与5年前的第一份报告明确侧重于AI在北美城市的影响相比,这次报告的重点是更深入地探讨AI对全球人类和社会的影响。

专业性。报告由该领域核心多学科研究人员组成的研究小组编写——这些专家将创建人工智能算法或研究其对社会的影响作为他们的主要专业活动,并且已经这样做了很多年。作者牢牢扎根于人工智能领域,并提供「内部」视角。

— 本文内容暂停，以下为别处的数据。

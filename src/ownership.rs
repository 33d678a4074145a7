//! Unix file ownership carried by archive members.
//!
//! Tar headers store numeric owner and group ids plus optional user and
//! group names. Names are never resolved from the ids here; they are only
//! carried through from headers that already contain them.

use std::fs::Metadata;
use std::path::Path;

/// Owner and group of an archive member.
#[derive(Debug, Clone, Default, PartialEq, Eq)]
pub struct Ownership {
    /// User ID (UID).
    pub uid: u64,
    /// Group ID (GID).
    pub gid: u64,
    /// User name (owner), if recorded.
    pub user_name: Option<String>,
    /// Group name, if recorded.
    pub group_name: Option<String>,
}

impl Ownership {
    /// Creates ownership from UID and GID only.
    pub fn from_ids(uid: u64, gid: u64) -> Self {
        Self {
            uid,
            gid,
            user_name: None,
            group_name: None,
        }
    }

    /// Sets the user and group names.
    pub fn with_names(mut self, user: impl Into<String>, group: impl Into<String>) -> Self {
        self.user_name = Some(user.into());
        self.group_name = Some(group.into());
        self
    }

    /// Reads ownership from filesystem metadata.
    ///
    /// On non-Unix platforms this is root:root (`0:0`).
    #[cfg(unix)]
    pub fn from_metadata(metadata: &Metadata) -> Self {
        use std::os::unix::fs::MetadataExt;

        Self::from_ids(u64::from(metadata.uid()), u64::from(metadata.gid()))
    }

    /// Reads ownership from filesystem metadata.
    ///
    /// On non-Unix platforms this is root:root (`0:0`).
    #[cfg(not(unix))]
    pub fn from_metadata(_metadata: &Metadata) -> Self {
        Self::default()
    }

    /// Applies ownership to a file path.
    ///
    /// This only works on Unix systems and requires appropriate permissions.
    /// Ids that do not fit the platform's id type are left unchanged.
    #[cfg(unix)]
    pub fn apply_to_path(&self, path: impl AsRef<Path>) -> std::io::Result<()> {
        use std::os::unix::fs::lchown;

        let uid = u32::try_from(self.uid).ok();
        let gid = u32::try_from(self.gid).ok();
        lchown(path, uid, gid)
    }

    /// Applies ownership to a file path.
    ///
    /// This only works on Unix systems and requires appropriate permissions.
    #[cfg(not(unix))]
    pub fn apply_to_path(&self, _path: impl AsRef<Path>) -> std::io::Result<()> {
        Ok(())
    }
}
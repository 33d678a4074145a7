//! Progress display for CLI operations.

use std::sync::Arc;
use std::sync::atomic::{AtomicBool, Ordering};
use std::time::Duration;

use console::style;
use indicatif::{ProgressBar, ProgressStyle};
use retar::progress::{MutationEvent, ProgressReporter};

/// Spinner on stderr that logs every mutation event above itself.
///
/// Cancellation follows the shared flag set by the Ctrl-C handler.
pub struct CliProgress {
    bar: ProgressBar,
    quiet: bool,
    cancel: Arc<AtomicBool>,
}

impl CliProgress {
    /// Creates a progress display.
    ///
    /// With `interactive` the spinner does not tick on its own, so it does
    /// not redraw over a collision prompt.
    pub fn new(quiet: bool, interactive: bool, cancel: Arc<AtomicBool>) -> Self {
        let bar = if quiet {
            ProgressBar::hidden()
        } else {
            let pb = ProgressBar::new_spinner();
            pb.set_style(
                ProgressStyle::default_spinner()
                    .template("{spinner:.green} [{elapsed_precise}] {pos} changes {wide_msg}")
                    .unwrap_or_else(|_| ProgressStyle::default_spinner()),
            );
            if !interactive {
                pb.enable_steady_tick(Duration::from_millis(100));
            }
            pb
        };

        Self {
            bar,
            quiet,
            cancel,
        }
    }

    /// Sets the message next to the spinner
    pub fn set_message(&self, msg: impl Into<String>) {
        if !self.quiet {
            self.bar.set_message(msg.into());
        }
    }

    /// Removes the spinner
    pub fn finish(&self) {
        self.bar.finish_and_clear();
    }

    /// Leaves the spinner with a final message
    pub fn finish_with_message(&self, msg: impl Into<String>) {
        self.bar.abandon_with_message(msg.into());
    }
}

impl ProgressReporter for CliProgress {
    fn on_event(&mut self, event: &MutationEvent<'_>) {
        if self.quiet {
            return;
        }
        self.bar.suspend(|| eprintln!("{}", event));
        self.bar.set_message(truncate_name(event.name()));
        self.bar.inc(1);
    }

    fn on_warning(&mut self, message: &str) {
        if !self.quiet {
            self.bar.suspend(|| eprintln!("{} {}", style("Warning:").for_stderr().yellow(), message));
        }
    }

    fn should_cancel(&self) -> bool {
        self.cancel.load(Ordering::SeqCst)
    }
}

fn truncate_name(name: &str) -> String {
    let count = name.chars().count();
    if count > 40 {
        let tail: String = name.chars().skip(count - 37).collect();
        format!("...{}", tail)
    } else {
        name.to_string()
    }
}
//! Member timestamps.
//!
//! Tar headers carry a modification time in whole seconds since the Unix
//! epoch. GNU headers add access and change times in the same unit, and PAX
//! records can carry them as decimal strings with a fractional part. Only
//! whole seconds are kept; a member's timestamps survive a rewrite exactly
//! as read.

use std::fs::Metadata;
use std::time::{Duration, SystemTime, UNIX_EPOCH};

/// Modification, access and change times of a member, in Unix seconds.
#[derive(Debug, Clone, Copy, Default, PartialEq, Eq, Hash)]
pub struct Timestamps {
    /// Modification time.
    pub modified: u64,
    /// Access time, if recorded.
    pub accessed: Option<u64>,
    /// Status change time, if recorded.
    pub changed: Option<u64>,
}

impl Timestamps {
    /// Creates timestamps with only a modification time.
    pub fn modified_at(secs: u64) -> Self {
        Self {
            modified: secs,
            accessed: None,
            changed: None,
        }
    }

    /// Reads timestamps from filesystem metadata.
    ///
    /// Times before the epoch are recorded as 0. The change time is only
    /// available on Unix.
    pub fn from_metadata(metadata: &Metadata) -> Self {
        Self {
            modified: metadata.modified().map(unix_secs).unwrap_or(0),
            accessed: metadata.accessed().ok().map(unix_secs),
            changed: change_time(metadata),
        }
    }

    /// Returns the modification time as a `SystemTime`.
    pub fn modified_time(&self) -> SystemTime {
        UNIX_EPOCH + Duration::from_secs(self.modified)
    }

    /// Returns the access time as a `SystemTime`, falling back to the
    /// modification time.
    pub fn accessed_time(&self) -> SystemTime {
        UNIX_EPOCH + Duration::from_secs(self.accessed.unwrap_or(self.modified))
    }
}

/// Converts a `SystemTime` into whole seconds since the epoch, clamping
/// pre-epoch times to 0.
pub fn unix_secs(time: SystemTime) -> u64 {
    time.duration_since(UNIX_EPOCH)
        .map(|d| d.as_secs())
        .unwrap_or(0)
}

/// Parses a PAX time record (`"1700000000"` or `"1700000000.123456"`).
///
/// Returns `None` for negative or malformed values.
pub fn parse_pax_time(value: &str) -> Option<u64> {
    let whole = value.split('.').next()?;
    if whole.is_empty() || !whole.bytes().all(|b| b.is_ascii_digit()) {
        return None;
    }
    whole.parse().ok()
}

#[cfg(unix)]
fn change_time(metadata: &Metadata) -> Option<u64> {
    use std::os::unix::fs::MetadataExt;

    u64::try_from(metadata.ctime()).ok()
}

#[cfg(not(unix))]
fn change_time(_metadata: &Metadata) -> Option<u64> {
    None
}

#[cfg(test)]
mod tests {
    use super::*;

    #[test]
    fn test_modified_at() {
        let ts = Timestamps::modified_at(1_700_000_000);
        assert_eq!(ts.modified, 1_700_000_000);
        assert_eq!(ts.accessed, None);
        assert_eq!(ts.changed, None);
        assert_eq!(
            ts.modified_time(),
            UNIX_EPOCH + Duration::from_secs(1_700_000_000)
        );
        assert_eq!(ts.accessed_time(), ts.modified_time());
    }

    #[test]
    fn test_unix_secs_clamps_before_epoch() {
        assert_eq!(unix_secs(UNIX_EPOCH), 0);
        assert_eq!(unix_secs(UNIX_EPOCH + Duration::from_millis(2500)), 2);
        assert_eq!(unix_secs(UNIX_EPOCH - Duration::from_secs(10)), 0);
    }

    #[test]
    fn test_parse_pax_time() {
        assert_eq!(parse_pax_time("1700000000"), Some(1_700_000_000));
        assert_eq!(parse_pax_time("1700000000.987654321"), Some(1_700_000_000));
        assert_eq!(parse_pax_time("-5.0"), None);
        assert_eq!(parse_pax_time("abc"), None);
        assert_eq!(parse_pax_time(""), None);
    }

    #[test]
    fn test_from_metadata() {
        let dir = tempfile::tempdir().unwrap();
        let file = dir.path().join("stamp.txt");
        std::fs::write(&file, b"x").unwrap();
        let when = UNIX_EPOCH + Duration::from_secs(1_600_000_000);
        filetime::set_file_mtime(&file, filetime::FileTime::from_system_time(when)).unwrap();

        let ts = Timestamps::from_metadata(&std::fs::metadata(&file).unwrap());
        assert_eq!(ts.modified, 1_600_000_000);
        assert!(ts.accessed.is_some());
    }
}
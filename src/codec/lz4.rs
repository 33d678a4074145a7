//! LZ4 compression codec.
//!
//! LZ4 is a fast compression algorithm optimized for speed. The frame
//! format written by `lz4_flex` has no tunable levels, so the generic level
//! is ignored.

use std::io::{self, Read, Write};

use lz4_flex::frame::{FrameDecoder, FrameEncoder};

use super::{CodecMethod, Decoder, Encoder};

/// LZ4 decoder.
pub struct Lz4Decoder<R: Read> {
    inner: FrameDecoder<R>,
}

impl<R: Read> std::fmt::Debug for Lz4Decoder<R> {
    fn fmt(&self, f: &mut std::fmt::Formatter<'_>) -> std::fmt::Result {
        f.debug_struct("Lz4Decoder").finish_non_exhaustive()
    }
}

impl<R: Read + Send> Lz4Decoder<R> {
    /// Creates a new LZ4 decoder.
    pub fn new(input: R) -> Self {
        Self {
            inner: FrameDecoder::new(input),
        }
    }
}

impl<R: Read + Send> Read for Lz4Decoder<R> {
    fn read(&mut self, buf: &mut [u8]) -> io::Result<usize> {
        self.inner.read(buf)
    }
}

impl<R: Read + Send> Decoder for Lz4Decoder<R> {
    fn method(&self) -> Option<CodecMethod> {
        Some(CodecMethod::Lz4)
    }
}

/// LZ4 encoder.
pub struct Lz4Encoder<W: Write> {
    inner: FrameEncoder<W>,
}

impl<W: Write> std::fmt::Debug for Lz4Encoder<W> {
    fn fmt(&self, f: &mut std::fmt::Formatter<'_>) -> std::fmt::Result {
        f.debug_struct("Lz4Encoder").finish_non_exhaustive()
    }
}

impl<W: Write + Send> Lz4Encoder<W> {
    /// Creates a new LZ4 encoder.
    pub fn new(output: W) -> Self {
        Self {
            inner: FrameEncoder::new(output),
        }
    }

    /// Finishes encoding and returns the underlying writer.
    pub fn try_finish(self) -> io::Result<W> {
        self.inner.finish().map_err(io::Error::other)
    }
}

impl<W: Write + Send> Write for Lz4Encoder<W> {
    fn write(&mut self, buf: &[u8]) -> io::Result<usize> {
        self.inner.write(buf)
    }

    fn flush(&mut self) -> io::Result<()> {
        self.inner.flush()
    }
}

impl<W: Write + Send> Encoder for Lz4Encoder<W> {
    fn method(&self) -> Option<CodecMethod> {
        Some(CodecMethod::Lz4)
    }

    fn finish(self: Box<Self>) -> io::Result<()> {
        self.inner.finish().map_err(io::Error::other)?;
        Ok(())
    }
}

#[cfg(test)]
mod tests {
    use super::*;
    use std::io::Cursor;

    #[test]
    fn test_lz4_roundtrip() {
        let data = b"Hello, World! This is a test of LZ4 compression.";

        let mut compressed = Vec::new();
        {
            let mut encoder = Lz4Encoder::new(&mut compressed);
            encoder.write_all(data).unwrap();
            encoder.try_finish().unwrap();
        }

        let mut decoder = Lz4Decoder::new(Cursor::new(&compressed));
        let mut decompressed = Vec::new();
        decoder.read_to_end(&mut decompressed).unwrap();
        assert_eq!(decompressed, data);
    }

    #[test]
    fn test_lz4_empty() {
        let mut compressed = Vec::new();
        Lz4Encoder::new(&mut compressed).try_finish().unwrap();

        let mut decoder = Lz4Decoder::new(Cursor::new(&compressed));
        let mut decompressed = Vec::new();
        decoder.read_to_end(&mut decompressed).unwrap();
        assert!(decompressed.is_empty());
    }
}
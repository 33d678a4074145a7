//! Tar stream encoding from ordered entries.

use std::io::Write;

use crate::archive_path::ArchivePath;
use crate::codec::{CompressionOptions, open_writer};
use crate::{Error, Result};

use super::entry::{Entry, EntryKind};

/// Encodes `entries`, in the given order, into a complete archive held in
/// memory.
///
/// # Errors
///
/// See [`write_entries`].
pub fn encode_to_vec(entries: &[Entry], compression: &CompressionOptions) -> Result<Vec<u8>> {
    let mut buffer = Vec::new();
    write_entries(entries, &mut buffer, compression)?;
    Ok(buffer)
}

/// Writes `entries`, in the given order, as a tar stream to `sink` through
/// the codec selected by `compression`.
///
/// Every header is regenerated from the entry in GNU format with the size
/// taken from the content, so the same entries always produce the same
/// bytes. Directories are written header-only and links carry their target.
///
/// # Errors
///
/// Returns [`Error::InvalidArchivePath`] for names that cannot be stored
/// (absolute, `..`, empty), [`Error::Codec`] if the codec fails to set up or
/// finish, and [`Error::Io`] for write failures.
pub fn write_entries<W: Write + Send>(
    entries: &[Entry],
    sink: W,
    compression: &CompressionOptions,
) -> Result<()> {
    let method_name = compression.method.map_or("copy", |m| m.name());
    let encoder = open_writer(sink, compression)?;
    let mut builder = tar::Builder::new(encoder);

    for entry in entries {
        append_entry(&mut builder, entry)?;
    }

    let encoder = builder.into_inner()?;
    encoder
        .finish()
        .map_err(|e| Error::codec(method_name, e))?;
    log::debug!("encoded {} members", entries.len());
    Ok(())
}

fn append_entry<W: Write>(builder: &mut tar::Builder<W>, entry: &Entry) -> Result<()> {
    let name = ArchivePath::new(entry.canonical_name())?;
    let (mut header, pax) = build_header(entry)?;
    if !pax.is_empty() {
        builder.append_pax_extensions(pax.iter().map(|(key, value)| (*key, value.as_bytes())))?;
    }

    match entry.kind {
        EntryKind::Symlink | EntryKind::Hardlink => {
            let target = entry.link_name.as_deref().unwrap_or_default();
            if target.is_empty() {
                return Err(Error::InvalidArchivePath(format!(
                    "link {} has no target",
                    name
                )));
            }
            builder.append_link(&mut header, name.as_str(), target)?;
        }
        EntryKind::Directory => {
            builder.append_data(&mut header, name.as_str(), std::io::empty())?;
        }
        _ => {
            builder.append_data(&mut header, name.as_str(), entry.content.as_slice())?;
        }
    }
    Ok(())
}

/// Builds the GNU header for `entry`, plus the PAX records for owner names
/// too long for the fixed fields.
fn build_header(entry: &Entry) -> Result<(tar::Header, Vec<(&'static str, String)>)> {
    let mut header = tar::Header::new_gnu();
    header.set_entry_type(entry.kind.entry_type());
    header.set_mode(entry.mode);
    header.set_uid(entry.ownership.uid);
    header.set_gid(entry.ownership.gid);
    header.set_mtime(entry.timestamps.modified);

    let mut pax = Vec::new();
    if let Some(user) = &entry.ownership.user_name {
        if header.set_username(user).is_err() {
            log::debug!("user name of {} stored as a PAX record", entry.name);
            pax.push(("uname", user.clone()));
        }
    }
    if let Some(group) = &entry.ownership.group_name {
        if header.set_groupname(group).is_err() {
            log::debug!("group name of {} stored as a PAX record", entry.name);
            pax.push(("gname", group.clone()));
        }
    }

    if let Some(gnu) = header.as_gnu_mut() {
        if let Some(accessed) = entry.timestamps.accessed {
            gnu.set_atime(accessed);
        }
        if let Some(changed) = entry.timestamps.changed {
            gnu.set_ctime(changed);
        }
    }

    if let Some((major, minor)) = entry.device {
        header.set_device_major(major)?;
        header.set_device_minor(minor)?;
    }

    let size = match entry.kind {
        EntryKind::Directory | EntryKind::Symlink | EntryKind::Hardlink => 0,
        _ => entry.size(),
    };
    header.set_size(size);
    Ok((header, pax))
}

长期性。这是一项长期的纵向研究,报告计划每五年发布一次,持续100年。2021年9月的这份报告是计划中的系列研究中的第二份报告,第一份报告于2016年9月1日发表后,在大众媒体上广为报道,并全球多项人工智能课程中被广泛使用。

本报告的受众主要有四类:

对于一般公众来说,它对人工智能现状及其潜力做出了无障碍、科学和技术准确的描述。

对于工业界来说,报告指出了相关技术和法律和道德上的挑战,可能有助于指导资源配置。

对地方、国家和国际政府来说,报告有助于更好地规划人工智能技术的综合治理。

最后,对于人工智能研究人员和研究机构而言,报告有助于确定研究的优先级,并考虑人工智能研究及其应用提出的经济、道德和法律问题。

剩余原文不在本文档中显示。